Task objective
Among the entries, which lines carry the string "view"? Copy every one.

Extracted material
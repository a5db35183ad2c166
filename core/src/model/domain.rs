use std::collections::BTreeMap;

use serde::{Deserialize, Serialize};

use crate::translate::{
    format_number, format_on_off, format_yes_no, lenient_list, lenient_string, number_from_str,
    parse_flag, parse_number, UNLIMITED,
};

/// A hosted domain.
#[derive(Debug, Clone, Default, PartialEq, Eq, Serialize, Deserialize)]
#[serde(rename_all = "camelCase", default)]
pub struct Domain {
    pub active: bool,
    pub bandwidth_quota: i64,
    pub bandwidth_usage: i64,
    pub cgi_enabled: bool,
    pub default_domain: bool,
    pub disk_quota: i64,
    pub disk_usage: i64,
    pub domain: String,
    pub ip_addresses: Vec<String>,
    pub mod_security_enabled: bool,
    pub open_base_dir_enabled: bool,
    pub php_enabled: bool,
    pub php_selector_enabled: bool,
    pub php_version: String,
    pub safe_mode: bool,
    pub ssl_enabled: bool,
    pub subdomains: Vec<String>,
    pub subdomain_usage: i64,
    pub suspended: bool,
    pub username: String,
}

/// One entry of `CMD_API_ADDITIONAL_DOMAINS`.
#[derive(Debug, Clone, Default, PartialEq, Eq, Serialize, Deserialize)]
pub struct RawDomain {
    #[serde(default, deserialize_with = "lenient_string")]
    pub active: String,
    #[serde(rename = "bandwidth_limit", default, deserialize_with = "lenient_string")]
    pub bandwidth_quota: String,
    #[serde(rename = "bandwidth", default, deserialize_with = "lenient_string")]
    pub bandwidth_usage: String,
    #[serde(rename = "cgi", default, deserialize_with = "lenient_string")]
    pub cgi_enabled: String,
    #[serde(rename = "defaultdomain", default, deserialize_with = "lenient_string")]
    pub default_domain: String,
    #[serde(rename = "quota_limit", default, deserialize_with = "lenient_string")]
    pub disk_quota: String,
    #[serde(rename = "quota", default, deserialize_with = "lenient_string")]
    pub disk_usage: String,
    #[serde(default, deserialize_with = "lenient_string")]
    pub domain: String,
    #[serde(rename = "ips", default, deserialize_with = "lenient_list")]
    pub ip_addresses: Vec<String>,
    #[serde(rename = "open_basedir", default, deserialize_with = "lenient_string")]
    pub open_base_dir_enabled: String,
    #[serde(rename = "php", default, deserialize_with = "lenient_string")]
    pub php_enabled: String,
    #[serde(rename = "safemode", default, deserialize_with = "lenient_string")]
    pub safe_mode: String,
    #[serde(rename = "ssl", default, deserialize_with = "lenient_string")]
    pub ssl_enabled: String,
    #[serde(default, deserialize_with = "lenient_list")]
    pub subdomains: Vec<String>,
    #[serde(rename = "subdomain", default, deserialize_with = "lenient_string")]
    pub subdomain_usage: String,
    #[serde(default, deserialize_with = "lenient_string")]
    pub suspended: String,
    #[serde(default, deserialize_with = "lenient_string")]
    pub username: String,
    /// Filled from a second `action=view` call; never part of the list body.
    #[serde(skip)]
    pub extra: RawDomainExtra,
}

/// Per-domain detail only returned by the `action=view` variant.
#[derive(Debug, Clone, Default, PartialEq, Eq, Serialize, Deserialize)]
pub struct RawDomainExtra {
    #[serde(rename = "modsecurity", default, deserialize_with = "lenient_string")]
    pub mod_security_enabled: String,
    #[serde(rename = "php1_select", default)]
    pub php_options: BTreeMap<String, RawPhpOption>,
    #[serde(rename = "has_php_selector", default, deserialize_with = "lenient_string")]
    pub php_selector_enabled: String,
}

#[derive(Debug, Clone, Default, PartialEq, Eq, Serialize, Deserialize)]
pub struct RawPhpOption {
    #[serde(rename = "value", default, deserialize_with = "lenient_string")]
    pub index: String,
    #[serde(default, deserialize_with = "lenient_string")]
    pub selected: String,
    #[serde(rename = "text", default, deserialize_with = "lenient_string")]
    pub version: String,
}

/// One PHP version slot a domain can be switched to.
#[derive(Debug, Clone, Default, PartialEq, Eq, Serialize, Deserialize)]
#[serde(rename_all = "camelCase", default)]
pub struct PhpVersion {
    /// What [`set_php_version`](crate::UserContext::set_php_version) expects.
    pub id: String,
    pub selected: bool,
    /// Label shown in the panel.
    pub text: String,
    pub version: String,
}

/// The PHP part of the `action=view` body: selector options keyed by slot
/// index from `"0"`, and the version installed in each slot, numbered from 1.
#[derive(Debug, Clone, Default, PartialEq, Eq, Serialize, Deserialize)]
pub struct RawPhpVersions {
    #[serde(rename = "php1_select", default)]
    pub options: BTreeMap<String, RawPhpOption>,
    #[serde(default, deserialize_with = "lenient_string")]
    pub php1_ver: String,
    #[serde(default, deserialize_with = "lenient_string")]
    pub php2_ver: String,
    #[serde(default, deserialize_with = "lenient_string")]
    pub php3_ver: String,
    #[serde(default, deserialize_with = "lenient_string")]
    pub php4_ver: String,
}

impl RawPhpVersions {
    /// Versions in slot order.
    pub fn into_versions(self) -> Vec<PhpVersion> {
        let installed = [self.php1_ver, self.php2_ver, self.php3_ver, self.php4_ver];
        let mut slots: Vec<(i64, RawPhpOption)> = self
            .options
            .into_iter()
            .map(|(slot, option)| (number_from_str(&slot), option))
            .collect();
        slots.sort_by_key(|(slot, _)| *slot);

        slots
            .into_iter()
            .map(|(slot, option)| {
                let id = if option.index.is_empty() {
                    (slot + 1).to_string()
                } else {
                    option.index
                };
                let version = usize::try_from(slot)
                    .ok()
                    .and_then(|slot| installed.get(slot))
                    .cloned()
                    .unwrap_or_default();
                PhpVersion {
                    id,
                    selected: parse_flag(&option.selected),
                    text: option.version,
                    version,
                }
            })
            .collect()
    }
}

impl From<RawDomain> for Domain {
    fn from(raw: RawDomain) -> Self {
        let php_version = raw
            .extra
            .php_options
            .values()
            .find(|option| option.selected == "yes")
            .map(|option| option.version.clone())
            .unwrap_or_default();

        Domain {
            active: parse_flag(&raw.active),
            bandwidth_quota: parse_number(&raw.bandwidth_quota),
            bandwidth_usage: parse_number(&raw.bandwidth_usage),
            cgi_enabled: parse_flag(&raw.cgi_enabled),
            default_domain: parse_flag(&raw.default_domain),
            disk_quota: parse_number(&raw.disk_quota),
            disk_usage: parse_number(&raw.disk_usage),
            domain: raw.domain,
            ip_addresses: raw.ip_addresses,
            mod_security_enabled: parse_flag(&raw.extra.mod_security_enabled),
            open_base_dir_enabled: parse_flag(&raw.open_base_dir_enabled),
            php_enabled: parse_flag(&raw.php_enabled),
            php_selector_enabled: parse_flag(&raw.extra.php_selector_enabled),
            php_version,
            safe_mode: parse_flag(&raw.safe_mode),
            ssl_enabled: parse_flag(&raw.ssl_enabled),
            subdomains: raw.subdomains,
            subdomain_usage: number_from_str(&raw.subdomain_usage),
            suspended: parse_flag(&raw.suspended),
            username: raw.username,
        }
    }
}

impl From<&Domain> for RawDomain {
    /// The PHP option map cannot be rebuilt from the selected version alone,
    /// so `extra.php_options` is always empty here.
    ///
    /// Unlimited bandwidth *usage* is written as `"0"`, the way the panel
    /// itself reports it. This is the one field where `UNLIMITED` does not
    /// map to a sentinel string.
    fn from(domain: &Domain) -> Self {
        let bandwidth_usage = if domain.bandwidth_usage == UNLIMITED {
            "0".to_string()
        } else {
            format_number(domain.bandwidth_usage, false)
        };

        RawDomain {
            active: format_yes_no(domain.active),
            bandwidth_quota: format_number(domain.bandwidth_quota, false),
            bandwidth_usage,
            cgi_enabled: format_on_off(domain.cgi_enabled),
            default_domain: format_yes_no(domain.default_domain),
            disk_quota: format_number(domain.disk_quota, false),
            disk_usage: format_number(domain.disk_usage, true),
            domain: domain.domain.clone(),
            ip_addresses: domain.ip_addresses.clone(),
            open_base_dir_enabled: format_on_off(domain.open_base_dir_enabled),
            php_enabled: format_on_off(domain.php_enabled),
            safe_mode: format_on_off(domain.safe_mode),
            ssl_enabled: format_on_off(domain.ssl_enabled),
            subdomains: domain.subdomains.clone(),
            subdomain_usage: domain.subdomain_usage.to_string(),
            suspended: format_yes_no(domain.suspended),
            username: domain.username.clone(),
            extra: RawDomainExtra {
                mod_security_enabled: format_yes_no(domain.mod_security_enabled),
                php_options: BTreeMap::new(),
                php_selector_enabled: format_yes_no(domain.php_selector_enabled),
            },
        }
    }
}

/// A subdomain of an existing domain.
#[derive(Debug, Clone, Default, PartialEq, Eq, Serialize, Deserialize)]
#[serde(rename_all = "camelCase", default)]
pub struct Subdomain {
    pub domain: String,
    pub php_version: String,
    pub public_html: String,
    pub subdomain: String,
}

#[cfg(test)]
mod tests {
    use super::*;
    use serde_json::json;

    fn raw() -> RawDomain {
        let mut raw: RawDomain = serde_json::from_value(json!({
            "active": "yes",
            "bandwidth_limit": "unlimited",
            "bandwidth": "1024",
            "cgi": "ON",
            "defaultdomain": "yes",
            "quota_limit": "2048",
            "quota": "12",
            "domain": "example.com",
            "ips": ["10.0.0.1"],
            "open_basedir": "ON",
            "php": "ON",
            "safemode": "OFF",
            "ssl": "ON",
            "subdomain": "1",
            "suspended": "no",
            "username": "bob"
        }))
        .unwrap();
        raw.subdomains = vec!["www".to_string()];
        raw.extra = serde_json::from_value(json!({
            "modsecurity": "yes",
            "has_php_selector": "no",
            "php1_select": {
                "0": {"value": "1", "selected": "no", "text": "8.1"},
                "1": {"value": "2", "selected": "yes", "text": "8.2"}
            }
        }))
        .unwrap();
        raw
    }

    #[test]
    fn from_raw_translates_each_vocabulary() {
        let domain = Domain::from(raw());
        assert!(domain.active);
        assert_eq!(domain.bandwidth_quota, UNLIMITED);
        assert_eq!(domain.bandwidth_usage, 1024);
        assert!(domain.cgi_enabled);
        assert!(domain.default_domain);
        assert!(!domain.safe_mode);
        assert!(domain.mod_security_enabled);
        assert!(!domain.php_selector_enabled);
        assert_eq!(domain.php_version, "8.2");
        assert_eq!(domain.subdomain_usage, 1);
        assert_eq!(domain.ip_addresses, vec!["10.0.0.1".to_string()]);
    }

    #[test]
    fn round_trip_preserves_flat_fields() {
        let mut original = raw();
        let back = RawDomain::from(&Domain::from(original.clone()));
        original.extra.php_options.clear();
        assert_eq!(back, original);
    }

    #[test]
    fn unlimited_bandwidth_usage_is_written_as_zero() {
        let domain = Domain {
            bandwidth_usage: UNLIMITED,
            bandwidth_quota: UNLIMITED,
            ..Domain::default()
        };
        let raw = RawDomain::from(&domain);
        assert_eq!(raw.bandwidth_usage, "0");
        assert_eq!(raw.bandwidth_quota, "unlimited");
        assert_eq!(Domain::from(raw).bandwidth_usage, 0);
    }

    #[test]
    fn disk_usage_uses_empty_string_for_unlimited() {
        let domain = Domain {
            disk_usage: UNLIMITED,
            disk_quota: UNLIMITED,
            ..Domain::default()
        };
        let raw = RawDomain::from(&domain);
        assert_eq!(raw.disk_usage, "");
        assert_eq!(raw.disk_quota, "unlimited");
    }

    #[test]
    fn php_versions_pair_options_with_installed_slots() {
        let raw: RawPhpVersions = serde_json::from_value(json!({
            "php1_select": {
                "1": {"value": "2", "selected": "yes", "text": "PHP 8.2 (php-fpm)"},
                "0": {"value": "", "selected": "no", "text": "PHP 8.1 (php-fpm)"}
            },
            "php1_ver": "8.1",
            "php2_ver": "8.2"
        }))
        .unwrap();
        let versions = raw.into_versions();
        assert_eq!(versions.len(), 2);
        assert_eq!((versions[0].id.as_str(), versions[0].version.as_str()), ("1", "8.1"));
        assert!(!versions[0].selected);
        assert_eq!((versions[1].id.as_str(), versions[1].version.as_str()), ("2", "8.2"));
        assert!(versions[1].selected);
        assert_eq!(versions[1].text, "PHP 8.2 (php-fpm)");
    }
}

Exercise answer
    /// Filled from a second `action=view` call; never part of the list body.
/// Per-domain detail only returned by the `action=view` variant.
/// The PHP part of the `action=view` body: selector options keyed by slot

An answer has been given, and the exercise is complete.